Security in the cloud is twice as hard, but five times as important, a senior figure at the National Institute of Standards and Technology in the United States has told FutureGov. But while security will always be a top concern for government, policymakers should not allow security to “paralyse” their cloud strategies, he said.
Government cloud computing is more complex and challenging from a security perspective than it is for the private sector, noted Tim Grance, Program Manager, Cyber & Network Security Program, Information Technology Laboratory, NIST, United States Department of Commerce.
“A different level of security is needed for government. And a lot more transparency is needed from cloud providers. Governments need to know where their data is located, how it is being handled and be sure that policy requirements are being followed,” said Grance.
He added: “You need to prepare a solid business case for what it is you want to achieve in the cloud, and your apps need to be rigorously prepared. Yes, you need to be able to answer the security questions posed by the cloud, but don’t be paralysed by them.”

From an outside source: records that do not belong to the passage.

use super::to_message;
use mentora_core::db::models::{Quiz, SubmittedAnswer};
use mentora_core::quiz::{self, QuizResults, QuizSubmission};
use mentora_core::{Database, Tutor};
use tauri::State;

#[tauri::command]
pub async fn generate_quiz(
    db: State<'_, Database>,
    document_id: String,
    num_questions: Option<usize>,
    title: Option<String>,
    model: Option<String>,
) -> Result<Quiz, String> {
    let tutor = Tutor::from_settings(&db, model.as_deref()).map_err(to_message)?;
    tutor
        .generate_quiz(&db, &document_id, num_questions, title.as_deref())
        .await
        .map_err(to_message)
}

#[tauri::command]
pub fn list_quizzes(db: State<'_, Database>, document_id: String) -> Result<Vec<Quiz>, String> {
    db.list_quizzes(&document_id).map_err(to_message)
}

#[tauri::command]
pub fn get_quiz(db: State<'_, Database>, id: String) -> Result<Quiz, String> {
    db.get_quiz(&id).map_err(to_message)
}

#[tauri::command]
pub fn delete_quiz(db: State<'_, Database>, id: String) -> Result<(), String> {
    db.delete_quiz(&id).map_err(to_message)
}

#[tauri::command]
pub fn submit_quiz(
    db: State<'_, Database>,
    id: String,
    answers: Vec<SubmittedAnswer>,
) -> Result<QuizSubmission, String> {
    quiz::submit_quiz(&db, &id, &answers).map_err(to_message)
}

#[tauri::command]
pub fn get_quiz_results(db: State<'_, Database>, id: String) -> Result<QuizResults, String> {
    quiz::quiz_results(&db, &id).map_err(to_message)
}
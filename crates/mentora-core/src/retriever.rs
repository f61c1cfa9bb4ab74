//! Keyword-overlap chunk retrieval.
//!
//! Picks the chunks of a document that share the most keywords with a
//! question or concept name, so only those are sent to the model as context.

use crate::db::models::Chunk;
use serde::Serialize;
use std::collections::HashSet;
use std::sync::LazyLock;

static STOP_WORDS: LazyLock<HashSet<&'static str>> = LazyLock::new(|| {
    [
        "a", "an", "and", "are", "as", "at", "be", "but", "by", "can", "did", "do", "does",
        "for", "from", "how", "if", "in", "into", "is", "it", "its", "me", "no", "not", "of",
        "on", "or", "such", "that", "the", "their", "then", "there", "these", "they", "this",
        "to", "was", "what", "when", "where", "which", "who", "why", "will", "with", "you",
    ]
    .into_iter()
    .collect()
});

#[derive(Debug, Clone, Serialize, PartialEq, Eq)]
pub struct ScoredChunk {
    pub chunk_index: u32,
    pub page_number: u32,
    pub content: String,
    pub score: usize,
}

/// Lowercase keywords of a query, in first-seen order without duplicates.
/// Punctuation splits words; stop words and single characters are dropped.
pub fn keywords(query: &str) -> Vec<String> {
    let lowered = query.to_lowercase();
    let mut seen = HashSet::new();
    lowered
        .split(|c: char| !c.is_alphanumeric())
        .filter(|w| w.chars().count() > 1 && !STOP_WORDS.contains(w))
        .filter(|w| seen.insert(*w))
        .map(String::from)
        .collect()
}

/// Number of distinct keywords found in `content`, case-insensitively.
fn score_chunk(content: &str, keywords: &[String]) -> usize {
    let content = content.to_lowercase();
    keywords
        .iter()
        .filter(|k| content.contains(k.as_str()))
        .count()
}

/// Top `k` chunks by keyword overlap with `query`.
///
/// Ties keep document order (ascending `chunk_index`), so the result is a
/// pure function of its inputs.
pub fn find_relevant_chunks(chunks: &[Chunk], query: &str, k: usize) -> Vec<ScoredChunk> {
    if k == 0 || chunks.is_empty() {
        return vec![];
    }

    let keywords = keywords(query);
    let mut scored: Vec<ScoredChunk> = chunks
        .iter()
        .map(|chunk| ScoredChunk {
            chunk_index: chunk.chunk_index,
            page_number: chunk.page_number,
            content: chunk.content.clone(),
            score: score_chunk(&chunk.content, &keywords),
        })
        .collect();

    scored.sort_by(|a, b| {
        b.score
            .cmp(&a.score)
            .then_with(|| a.chunk_index.cmp(&b.chunk_index))
    });
    scored.truncate(k);
    scored
}

/// Join retrieved chunk contents into a prompt context block.
pub fn build_context(chunks: &[ScoredChunk]) -> String {
    chunks
        .iter()
        .map(|c| c.content.as_str())
        .collect::<Vec<_>>()
        .join("\n\n")
}

#[cfg(test)]
mod tests {
    use super::*;

    fn chunk(index: u32, content: &str) -> Chunk {
        Chunk {
            chunk_index: index,
            page_number: 0,
            content: content.to_string(),
        }
    }

    fn corpus() -> Vec<Chunk> {
        vec![
            chunk(0, "Cells are the basic unit of life."),
            chunk(1, "The mitochondria produces energy for the cell."),
            chunk(2, "Photosynthesis happens in the chloroplast and produces glucose."),
            chunk(3, "Mitochondria have their own DNA and produce ATP energy."),
        ]
    }

    #[test]
    fn test_keywords_strip_stop_words_and_punctuation() {
        assert_eq!(
            keywords("What is the Mitochondria's role, in energy? energy!"),
            vec!["mitochondria", "role", "energy"]
        );
        assert!(keywords("? a the !").is_empty());
    }

    #[test]
    fn test_ranks_by_keyword_overlap() {
        let results = find_relevant_chunks(&corpus(), "mitochondria energy DNA", 2);
        let order: Vec<u32> = results.iter().map(|r| r.chunk_index).collect();
        assert_eq!(order, vec![3, 1]);
        assert_eq!(results[0].score, 3);
        assert_eq!(results[1].score, 2);
    }

    #[test]
    fn test_ties_break_by_chunk_index() {
        let chunks = vec![chunk(5, "alpha"), chunk(2, "alpha"), chunk(9, "beta")];
        let order: Vec<u32> = find_relevant_chunks(&chunks, "alpha", 3)
            .iter()
            .map(|r| r.chunk_index)
            .collect();
        assert_eq!(order, vec![2, 5, 9]);
    }

    #[test]
    fn test_k_bounds() {
        assert!(find_relevant_chunks(&corpus(), "energy", 0).is_empty());
        assert_eq!(find_relevant_chunks(&corpus(), "energy", 10).len(), 4);
        assert!(find_relevant_chunks(&[], "energy", 3).is_empty());
    }

    #[test]
    fn test_query_without_keywords_keeps_document_order() {
        let order: Vec<u32> = find_relevant_chunks(&corpus(), "what is it?", 2)
            .iter()
            .map(|r| r.chunk_index)
            .collect();
        assert_eq!(order, vec![0, 1]);
    }

    #[test]
    fn test_deterministic() {
        let chunks = corpus();
        let first = find_relevant_chunks(&chunks, "produces energy glucose", 3);
        let second = find_relevant_chunks(&chunks, "produces energy glucose", 3);
        assert_eq!(first, second);
    }

    #[test]
    fn test_more_keywords_never_rank_lower() {
        let chunks = vec![
            chunk(0, "enzyme"),
            chunk(1, "enzyme substrate"),
            chunk(2, "enzyme substrate catalyst"),
        ];
        let order: Vec<u32> = find_relevant_chunks(&chunks, "enzyme substrate catalyst", 3)
            .iter()
            .map(|r| r.chunk_index)
            .collect();
        assert_eq!(order, vec![2, 1, 0]);
    }

    #[test]
    fn test_build_context() {
        let results = find_relevant_chunks(&corpus(), "chloroplast", 1);
        assert_eq!(
            build_context(&results),
            "Photosynthesis happens in the chloroplast and produces glucose."
        );
    }
}
use super::to_message;
use mentora_core::db::models::ChatRecord;
use mentora_core::llm::StreamChunk;
use mentora_core::study::ChatAnswer;
use mentora_core::{Database, Tutor};
use serde::Serialize;
use tauri::{AppHandle, Emitter, State};

#[derive(Clone, Serialize)]
struct ChatStreamEvent {
    document_id: String,
    delta: String,
    done: bool,
}

#[tauri::command]
pub async fn chat_with_document(
    app: AppHandle,
    db: State<'_, Database>,
    document_id: String,
    question: String,
    model: Option<String>,
) -> Result<ChatAnswer, String> {
    let tutor = Tutor::from_settings(&db, model.as_deref()).map_err(to_message)?;

    let doc_id = document_id.clone();
    tutor
        .chat(&db, &document_id, &question, |chunk: StreamChunk| {
            let _ = app.emit(
                "chat-stream",
                ChatStreamEvent {
                    document_id: doc_id.clone(),
                    delta: chunk.delta,
                    done: chunk.done,
                },
            );
        })
        .await
        .map_err(to_message)
}

#[tauri::command]
pub fn get_chat_history(
    db: State<'_, Database>,
    document_id: String,
) -> Result<Vec<ChatRecord>, String> {
    db.get_chat_history(&document_id).map_err(to_message)
}

#[tauri::command]
pub fn clear_chat_history(db: State<'_, Database>, document_id: String) -> Result<usize, String> {
    db.clear_chat_history(&document_id).map_err(to_message)
}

Introducing standards for the cloud is one way of easing security worries, Grance noted. “Standards give more predictability to the environment, enabling greater interoperability, data and application portability, and, ultimately, trust in the cloud. We need to define minimal standards, but avoid over specification which could inhibit innovation.”
Standards for identity and access management, data encryption and records and information management were particularly key for government cloud users, Grance added.
He noted that the right definition of cloud computing is also key, as is developing ‘use cases’ that will chart a safe path for governments to follow as they shift to the cloud.
Grance defined cloud computing as: “A model for enabling convenient, on-demand network access to a shared pool of configurable computing resources, such as networks, servers, storage, and services, that can be rapidly provisioned and released with minimal management effort or service provider interaction.”